● PROBLEM REQUIREMENTS
Go line by line through the entries below and copy those containing the string "that".

(Stored items)
★ ★ ★
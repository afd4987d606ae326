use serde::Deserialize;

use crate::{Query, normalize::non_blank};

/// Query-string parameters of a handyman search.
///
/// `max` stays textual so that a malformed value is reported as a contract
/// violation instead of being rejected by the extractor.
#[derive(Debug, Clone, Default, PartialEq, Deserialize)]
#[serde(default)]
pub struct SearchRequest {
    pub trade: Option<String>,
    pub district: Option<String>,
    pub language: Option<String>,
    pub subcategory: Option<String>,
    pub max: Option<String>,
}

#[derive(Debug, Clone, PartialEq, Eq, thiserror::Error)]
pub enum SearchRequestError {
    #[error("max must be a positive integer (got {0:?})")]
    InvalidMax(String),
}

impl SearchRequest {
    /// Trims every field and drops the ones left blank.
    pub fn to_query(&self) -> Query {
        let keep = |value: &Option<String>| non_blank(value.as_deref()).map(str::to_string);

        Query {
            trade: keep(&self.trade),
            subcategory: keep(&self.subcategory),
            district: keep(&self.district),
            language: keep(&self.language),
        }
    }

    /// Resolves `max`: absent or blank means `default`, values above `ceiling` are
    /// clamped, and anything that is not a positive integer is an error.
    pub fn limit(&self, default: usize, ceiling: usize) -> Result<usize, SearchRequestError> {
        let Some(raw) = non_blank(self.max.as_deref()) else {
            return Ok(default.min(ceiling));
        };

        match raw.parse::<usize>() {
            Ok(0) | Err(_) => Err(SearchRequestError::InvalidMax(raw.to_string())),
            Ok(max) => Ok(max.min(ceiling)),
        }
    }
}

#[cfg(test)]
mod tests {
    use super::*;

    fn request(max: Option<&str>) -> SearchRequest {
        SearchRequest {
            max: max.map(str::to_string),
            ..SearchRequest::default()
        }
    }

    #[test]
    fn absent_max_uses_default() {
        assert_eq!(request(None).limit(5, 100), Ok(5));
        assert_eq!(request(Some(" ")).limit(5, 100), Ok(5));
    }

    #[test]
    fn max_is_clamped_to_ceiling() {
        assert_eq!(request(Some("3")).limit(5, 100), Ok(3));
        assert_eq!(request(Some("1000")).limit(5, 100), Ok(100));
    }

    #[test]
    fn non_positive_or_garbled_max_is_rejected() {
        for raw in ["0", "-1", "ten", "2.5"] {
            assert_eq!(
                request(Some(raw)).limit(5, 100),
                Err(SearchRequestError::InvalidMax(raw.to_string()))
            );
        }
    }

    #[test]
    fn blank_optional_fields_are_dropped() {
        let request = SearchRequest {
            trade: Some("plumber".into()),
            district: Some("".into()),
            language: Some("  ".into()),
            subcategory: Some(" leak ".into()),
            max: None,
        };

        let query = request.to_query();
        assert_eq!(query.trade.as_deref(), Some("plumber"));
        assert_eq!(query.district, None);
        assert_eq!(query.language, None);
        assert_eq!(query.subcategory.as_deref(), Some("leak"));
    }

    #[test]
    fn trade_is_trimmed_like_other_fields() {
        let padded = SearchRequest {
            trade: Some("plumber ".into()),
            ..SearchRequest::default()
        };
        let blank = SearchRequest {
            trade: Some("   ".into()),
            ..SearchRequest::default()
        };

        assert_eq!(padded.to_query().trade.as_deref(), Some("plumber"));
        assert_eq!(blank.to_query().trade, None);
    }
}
★ ★ ★
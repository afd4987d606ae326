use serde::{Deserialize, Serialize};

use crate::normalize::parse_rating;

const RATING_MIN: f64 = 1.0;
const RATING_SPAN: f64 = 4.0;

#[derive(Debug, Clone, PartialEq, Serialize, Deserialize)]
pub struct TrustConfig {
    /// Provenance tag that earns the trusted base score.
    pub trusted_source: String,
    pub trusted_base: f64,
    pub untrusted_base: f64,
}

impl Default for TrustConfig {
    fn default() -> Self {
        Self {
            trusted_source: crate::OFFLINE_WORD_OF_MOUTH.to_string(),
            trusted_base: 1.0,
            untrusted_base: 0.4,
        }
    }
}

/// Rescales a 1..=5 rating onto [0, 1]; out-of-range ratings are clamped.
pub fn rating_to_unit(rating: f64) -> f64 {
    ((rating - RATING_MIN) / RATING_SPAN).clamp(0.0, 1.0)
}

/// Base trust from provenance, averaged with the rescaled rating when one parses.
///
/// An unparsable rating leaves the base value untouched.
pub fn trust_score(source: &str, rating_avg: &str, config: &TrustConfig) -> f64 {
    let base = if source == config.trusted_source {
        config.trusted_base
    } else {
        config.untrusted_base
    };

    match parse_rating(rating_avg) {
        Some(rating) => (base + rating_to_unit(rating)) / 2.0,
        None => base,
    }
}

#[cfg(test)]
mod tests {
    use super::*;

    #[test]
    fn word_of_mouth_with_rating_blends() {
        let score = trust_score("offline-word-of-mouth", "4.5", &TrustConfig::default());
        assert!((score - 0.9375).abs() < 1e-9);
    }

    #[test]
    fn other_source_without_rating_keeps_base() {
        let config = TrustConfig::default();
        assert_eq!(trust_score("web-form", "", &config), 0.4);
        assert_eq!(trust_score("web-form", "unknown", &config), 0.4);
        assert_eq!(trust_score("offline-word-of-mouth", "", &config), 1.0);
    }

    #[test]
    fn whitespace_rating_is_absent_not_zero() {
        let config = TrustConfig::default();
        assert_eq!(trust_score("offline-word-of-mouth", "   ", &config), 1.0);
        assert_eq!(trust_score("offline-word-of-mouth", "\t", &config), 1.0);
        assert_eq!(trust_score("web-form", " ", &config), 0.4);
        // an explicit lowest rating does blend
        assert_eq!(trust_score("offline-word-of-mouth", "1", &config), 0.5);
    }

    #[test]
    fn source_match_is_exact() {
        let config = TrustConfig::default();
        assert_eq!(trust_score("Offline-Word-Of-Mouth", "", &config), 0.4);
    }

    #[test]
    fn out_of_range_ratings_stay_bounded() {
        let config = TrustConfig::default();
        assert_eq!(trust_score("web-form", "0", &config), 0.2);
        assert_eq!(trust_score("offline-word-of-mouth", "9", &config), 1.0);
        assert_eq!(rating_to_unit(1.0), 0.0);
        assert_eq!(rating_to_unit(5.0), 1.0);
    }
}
★ ★ ★
● RESPONSE
/// `max` stays textual so that a malformed value is reported as a contract
    /// clamped, and anything that is not a positive integer is an error.
    /// Provenance tag that earns the trusted base score.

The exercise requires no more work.